Darüber hinaus erhielten die Wissenschaftler wesentliche Einblicke in die Evolution der Tumoren: Bislang hatten sie vermutet, dass Chromothripsis in der Regel ganz am Anfang des Tumorgeschehens auftritt oder die Krebsentstehung sogar initiiert. Doch die aktuellen Ergebnisse zeichnen ein anderes Bild: Bei Patienten, von denen im Verlauf der Krebserkrankung mehrfach Tumorproben gewonnen wurden, zeigte sich, dass teilweise nur einzelne Subklone von dem chromosomalen Desaster befallen waren. In wieder anderen Fällen fanden die Forscher Chromothripsis erst beim Tumorrückfall, nicht aber im Primärtumor.

Hohe klinische Relevanz hat die Beobachtung, dass es nach der Chromosomen-Explosion häufig zu Fusionen von Chromosomenstücken kommt, die die Tumorentwicklung vorantreiben. Dies kann beispielsweise daran liegen, dass ein wachstumstreibendes Gen durch die Fusion unter den Einfluss eines starken Aktivators gerät. „Es gibt inzwischen bereits eine Reihe von Fachpublikationen, die zeigen, dass man in solchen Fällen manchmal mit zielgerichteten Medikamenten das Tumorwachstum aufhalten kann”, erklärt Studienleiterin Aurélie Ernst.

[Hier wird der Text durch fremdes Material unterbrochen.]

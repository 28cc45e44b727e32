//! Hierarchical export of the flat record list.
//!
//! Every path segment but the last becomes a nested map level, and the
//! last segment maps to the record's statistics. This is the shape the
//! instrumentation layer keeps in memory before it dumps.

use crate::aggregator::merge;
use crate::parser::schema::{Record, Statistics};
use indexmap::map::Entry;
use indexmap::IndexMap;
use log::warn;
use serde::Serialize;

/// Map from path segment to subtree
pub type Tree = IndexMap<String, TreeNode>;

/// One node of the exported hierarchy
#[derive(Debug, Clone, PartialEq, Serialize)]
#[serde(untagged)]
pub enum TreeNode {
    Leaf(Statistics),
    Branch(Tree),
}

impl TreeNode {
    pub fn as_leaf(&self) -> Option<&Statistics> {
        match self {
            TreeNode::Leaf(stats) => Some(stats),
            TreeNode::Branch(_) => None,
        }
    }

    pub fn as_branch(&self) -> Option<&Tree> {
        match self {
            TreeNode::Branch(children) => Some(children),
            TreeNode::Leaf(_) => None,
        }
    }
}

/// Build the nested view of `records`, keeping record order at each level.
///
/// A record whose path runs through another record's leaf, or ends on an
/// existing branch, cannot be placed and is skipped with a warning, as
/// are records with an empty path. Two records with the same path are
/// merged.
pub fn to_tree(records: &[Record]) -> Tree {
    let mut root = Tree::new();

    'records: for record in records {
        let Some((last, parents)) = record.path.split_last() else {
            warn!("Skipping record with empty path in tree export");
            continue;
        };

        let mut level = &mut root;
        for segment in parents {
            level = match level
                .entry(segment.clone())
                .or_insert_with(|| TreeNode::Branch(Tree::new()))
            {
                TreeNode::Branch(children) => children,
                TreeNode::Leaf(_) => {
                    warn!(
                        "Skipping {:?} in tree export: '{}' is already a leaf",
                        record.path, segment
                    );
                    continue 'records;
                }
            };
        }

        match level.entry(last.clone()) {
            Entry::Vacant(slot) => {
                slot.insert(TreeNode::Leaf(record.stats));
            }
            Entry::Occupied(mut slot) => match slot.get_mut() {
                TreeNode::Leaf(stats) => *stats = merge(stats, &record.stats),
                TreeNode::Branch(_) => warn!(
                    "Skipping {:?} in tree export: '{}' already has children",
                    record.path, last
                ),
            },
        }
    }

    root
}

#[cfg(test)]
mod tests {
    use super::*;

    fn record(path: &[&str], count: u64) -> Record {
        Record::new(
            path.iter().map(|s| s.to_string()).collect(),
            Statistics::new(count, 1.0, 1.0, 1.0, 1.0, 0.0, 1.0),
        )
    }

    #[test]
    fn test_nested_levels() {
        let tree = to_tree(&[
            record(&["SELECT 1", "execute"], 1),
            record(&["SELECT 1", "fetch"], 2),
            record(&["SELECT 2", "execute"], 3),
        ]);

        assert_eq!(tree.len(), 2);
        let select1 = tree["SELECT 1"].as_branch().unwrap();
        assert_eq!(select1["execute"].as_leaf().unwrap().count, 1);
        assert_eq!(select1["fetch"].as_leaf().unwrap().count, 2);
        let select2 = tree["SELECT 2"].as_branch().unwrap();
        assert_eq!(select2["execute"].as_leaf().unwrap().count, 3);
    }

    #[test]
    fn test_single_segment_is_top_level_leaf() {
        let tree = to_tree(&[record(&["only"], 5)]);
        assert_eq!(tree["only"].as_leaf().unwrap().count, 5);
    }

    #[test]
    fn test_conflicting_shapes_are_skipped() {
        let tree = to_tree(&[
            record(&["a"], 1),
            record(&["a", "b"], 2),
            record(&["c", "d"], 3),
            record(&["c"], 4),
            record(&[], 5),
        ]);

        assert_eq!(tree["a"].as_leaf().unwrap().count, 1);
        assert!(tree["c"].as_branch().unwrap().contains_key("d"));
        assert_eq!(tree.len(), 2);
    }

    #[test]
    fn test_duplicate_paths_merge() {
        let tree = to_tree(&[record(&["x", "y"], 1), record(&["x", "y"], 2)]);
        let x = tree["x"].as_branch().unwrap();
        assert_eq!(x["y"].as_leaf().unwrap().count, 3);
    }
}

The landscape of chromothripsis across adult cancer types. Voronina N, Wong JKL, Hübschmann D, Hlevnjak M, Sebastian Uhrig S, Heilig CE, Horak P, Kreutzfeldt S, Mock A, Stenzinger A, Hutter B, Fröhlich M, Brors B, Jahn A, Klink B, Gieldon L, Sieverling L, Feuerbach L, Priya Chudasama P, Beck K, Kroiss M, Heining C, Möhrmann L, Fischer A, Schröck E, Glimm H, Zapatka M, Lichter P, Fröhling S and Ernst A.
Nature Communications 2020, DOI: 10.1038/s41467-020-16134-7

Das Deutsche Krebsforschungszentrum (DKFZ) ist mit mehr als 3.000 Mitarbeiterinnen und Mitarbeitern die größte biomedizinische Forschungseinrichtung in Deutschland. Über 1.300 Wissenschaftlerinnen und Wissenschaftler erforschen im DKFZ, wie Krebs entsteht, erfassen Krebsrisikofaktoren und suchen nach neuen Strategien, die verhindern, dass Menschen an Krebs erkranken. Sie entwickeln neue Methoden, mit denen Tumoren präziser diagnostiziert und Krebspatienten erfolgreicher behandelt werden können.
Beim Krebsinformationsdienst (KID) des DKFZ erhalten Betroffene, interessierte Bürger und Fachkreise individuelle Antworten auf alle Fragen zum Thema Krebs.
Gemeinsam mit Partnern aus den Universitätskliniken betreibt das DKFZ das Nationale Centrum für Tumorerkrankungen (NCT) an den Standorten Heidelberg und Dresden, in Heidelberg außerdem das Hopp-Kindertumorzentrum KiTZ. Im Deutschen Konsortium für Translationale Krebsforschung (DKTK), einem der sechs Deutschen Zentren für Gesundheitsforschung, unterhält das DKFZ Translationszentren an sieben universitären Partnerstandorten. Die Verbindung von exzellenter Hochschulmedizin mit der hochkarätigen Forschung eines Helmholtz-Zentrums an den NCT- und den DKTK-Standorten ist ein wichtiger Beitrag, um vielversprechende Ansätze aus der Krebsforschung in die Klinik zu übertragen und so die Chancen von Krebspatienten zu verbessern.
Das DKFZ wird zu 90 Prozent vom Bundesministerium für Bildung und Forschung und zu 10 Prozent vom Land Baden-Württemberg finanziert und ist Mitglied in der Helmholtz-Gemeinschaft Deutscher Forschungszentren.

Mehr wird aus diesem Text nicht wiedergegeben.